**Collected data**
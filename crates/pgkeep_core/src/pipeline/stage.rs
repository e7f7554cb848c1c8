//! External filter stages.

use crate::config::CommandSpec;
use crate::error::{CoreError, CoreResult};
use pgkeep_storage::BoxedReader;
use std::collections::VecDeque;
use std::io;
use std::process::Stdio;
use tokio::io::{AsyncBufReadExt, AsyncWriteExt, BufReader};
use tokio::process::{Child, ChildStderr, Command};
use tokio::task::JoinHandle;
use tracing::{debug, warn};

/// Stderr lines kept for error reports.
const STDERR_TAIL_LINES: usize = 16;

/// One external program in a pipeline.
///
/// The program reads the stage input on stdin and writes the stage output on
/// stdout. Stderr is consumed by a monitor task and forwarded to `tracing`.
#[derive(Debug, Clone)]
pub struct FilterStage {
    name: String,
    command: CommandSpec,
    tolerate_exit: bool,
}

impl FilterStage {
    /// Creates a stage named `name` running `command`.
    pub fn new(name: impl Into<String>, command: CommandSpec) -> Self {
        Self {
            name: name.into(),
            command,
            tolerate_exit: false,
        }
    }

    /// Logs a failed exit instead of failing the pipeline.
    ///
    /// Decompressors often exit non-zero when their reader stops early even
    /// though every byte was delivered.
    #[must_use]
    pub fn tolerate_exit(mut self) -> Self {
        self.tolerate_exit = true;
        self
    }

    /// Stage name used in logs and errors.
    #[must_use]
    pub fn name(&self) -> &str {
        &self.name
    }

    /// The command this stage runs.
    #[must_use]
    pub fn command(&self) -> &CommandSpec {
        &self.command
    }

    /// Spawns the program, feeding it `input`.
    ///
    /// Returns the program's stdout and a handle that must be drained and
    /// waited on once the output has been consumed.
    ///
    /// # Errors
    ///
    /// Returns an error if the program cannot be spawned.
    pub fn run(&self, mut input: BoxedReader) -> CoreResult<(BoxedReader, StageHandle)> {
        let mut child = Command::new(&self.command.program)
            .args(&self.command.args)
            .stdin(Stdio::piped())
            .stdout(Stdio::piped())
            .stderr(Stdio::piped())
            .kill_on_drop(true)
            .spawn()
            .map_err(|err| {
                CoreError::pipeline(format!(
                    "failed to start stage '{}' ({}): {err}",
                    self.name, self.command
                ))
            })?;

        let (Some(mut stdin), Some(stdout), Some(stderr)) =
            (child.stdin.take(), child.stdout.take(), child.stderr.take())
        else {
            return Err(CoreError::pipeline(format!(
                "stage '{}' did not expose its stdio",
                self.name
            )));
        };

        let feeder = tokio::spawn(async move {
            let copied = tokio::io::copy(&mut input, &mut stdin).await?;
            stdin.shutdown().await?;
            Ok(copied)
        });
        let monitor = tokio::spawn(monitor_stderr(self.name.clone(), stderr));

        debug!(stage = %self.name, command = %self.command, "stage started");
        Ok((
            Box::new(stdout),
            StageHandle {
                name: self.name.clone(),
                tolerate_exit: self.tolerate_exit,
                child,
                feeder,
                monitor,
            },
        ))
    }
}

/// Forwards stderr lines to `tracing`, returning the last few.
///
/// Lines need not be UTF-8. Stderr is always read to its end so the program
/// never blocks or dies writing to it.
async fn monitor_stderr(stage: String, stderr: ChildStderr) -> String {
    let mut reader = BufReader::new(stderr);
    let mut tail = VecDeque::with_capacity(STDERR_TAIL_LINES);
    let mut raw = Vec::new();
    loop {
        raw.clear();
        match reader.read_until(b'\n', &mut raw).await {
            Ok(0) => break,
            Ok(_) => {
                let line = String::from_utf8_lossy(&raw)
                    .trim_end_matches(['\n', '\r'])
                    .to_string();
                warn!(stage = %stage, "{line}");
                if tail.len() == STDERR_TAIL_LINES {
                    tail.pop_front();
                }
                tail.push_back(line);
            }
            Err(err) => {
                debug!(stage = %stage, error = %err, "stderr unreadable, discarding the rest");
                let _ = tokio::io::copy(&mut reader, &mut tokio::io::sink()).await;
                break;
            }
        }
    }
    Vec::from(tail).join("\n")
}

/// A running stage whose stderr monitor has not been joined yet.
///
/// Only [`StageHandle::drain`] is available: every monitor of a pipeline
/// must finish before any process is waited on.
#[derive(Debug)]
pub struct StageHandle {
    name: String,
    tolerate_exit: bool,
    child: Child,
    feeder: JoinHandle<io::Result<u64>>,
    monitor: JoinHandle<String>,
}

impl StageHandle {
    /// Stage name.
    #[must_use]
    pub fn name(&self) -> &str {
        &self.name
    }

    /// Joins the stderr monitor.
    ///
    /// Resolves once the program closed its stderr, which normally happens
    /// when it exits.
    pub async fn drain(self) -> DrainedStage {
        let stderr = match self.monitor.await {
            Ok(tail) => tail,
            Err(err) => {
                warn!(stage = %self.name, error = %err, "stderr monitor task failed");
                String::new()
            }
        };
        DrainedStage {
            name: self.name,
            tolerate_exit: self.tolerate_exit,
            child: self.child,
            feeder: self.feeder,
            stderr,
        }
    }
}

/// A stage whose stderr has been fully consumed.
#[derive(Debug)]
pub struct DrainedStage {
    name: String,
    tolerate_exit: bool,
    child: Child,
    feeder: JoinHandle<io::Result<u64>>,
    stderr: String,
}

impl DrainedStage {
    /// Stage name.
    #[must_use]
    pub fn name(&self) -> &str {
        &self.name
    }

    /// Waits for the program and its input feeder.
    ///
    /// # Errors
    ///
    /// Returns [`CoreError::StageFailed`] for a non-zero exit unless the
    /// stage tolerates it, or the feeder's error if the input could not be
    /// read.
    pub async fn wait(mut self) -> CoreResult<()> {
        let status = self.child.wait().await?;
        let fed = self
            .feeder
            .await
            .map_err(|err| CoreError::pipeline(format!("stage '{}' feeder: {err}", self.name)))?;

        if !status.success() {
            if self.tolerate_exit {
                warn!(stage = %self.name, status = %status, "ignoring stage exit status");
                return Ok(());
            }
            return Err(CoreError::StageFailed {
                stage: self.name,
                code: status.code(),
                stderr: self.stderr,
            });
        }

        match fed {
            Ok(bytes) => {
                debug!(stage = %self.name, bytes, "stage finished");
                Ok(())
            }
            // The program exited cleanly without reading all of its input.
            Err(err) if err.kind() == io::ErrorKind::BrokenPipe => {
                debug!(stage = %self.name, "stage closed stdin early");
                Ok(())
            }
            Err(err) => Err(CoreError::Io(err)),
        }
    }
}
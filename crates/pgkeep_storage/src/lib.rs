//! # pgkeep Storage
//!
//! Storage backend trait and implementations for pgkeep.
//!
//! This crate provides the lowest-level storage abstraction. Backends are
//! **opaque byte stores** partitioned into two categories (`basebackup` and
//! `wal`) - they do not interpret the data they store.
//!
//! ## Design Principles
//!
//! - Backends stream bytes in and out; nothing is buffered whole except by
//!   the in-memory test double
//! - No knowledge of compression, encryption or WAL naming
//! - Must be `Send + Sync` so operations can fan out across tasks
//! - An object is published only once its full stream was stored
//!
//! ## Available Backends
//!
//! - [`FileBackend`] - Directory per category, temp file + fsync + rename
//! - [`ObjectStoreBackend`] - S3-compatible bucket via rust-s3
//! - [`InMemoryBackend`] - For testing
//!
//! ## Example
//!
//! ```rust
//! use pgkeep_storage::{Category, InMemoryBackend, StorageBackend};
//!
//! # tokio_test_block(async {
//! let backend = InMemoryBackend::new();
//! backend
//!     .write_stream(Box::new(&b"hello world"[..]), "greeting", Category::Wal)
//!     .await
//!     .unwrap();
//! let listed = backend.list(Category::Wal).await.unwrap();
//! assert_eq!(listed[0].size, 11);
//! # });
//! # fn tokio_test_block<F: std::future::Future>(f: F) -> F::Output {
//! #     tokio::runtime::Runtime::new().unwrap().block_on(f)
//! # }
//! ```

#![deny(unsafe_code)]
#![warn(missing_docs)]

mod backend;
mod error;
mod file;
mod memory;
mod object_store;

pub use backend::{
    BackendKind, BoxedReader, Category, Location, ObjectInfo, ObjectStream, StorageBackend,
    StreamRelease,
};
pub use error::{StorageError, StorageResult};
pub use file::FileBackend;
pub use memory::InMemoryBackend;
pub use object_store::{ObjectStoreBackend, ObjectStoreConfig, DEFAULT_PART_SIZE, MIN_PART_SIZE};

**What you need to do**
For each line above that includes the word "when", make a copy of that line.

**Answer section**
    /// Decompressors often exit non-zero when their reader stops early even
    /// when it exits.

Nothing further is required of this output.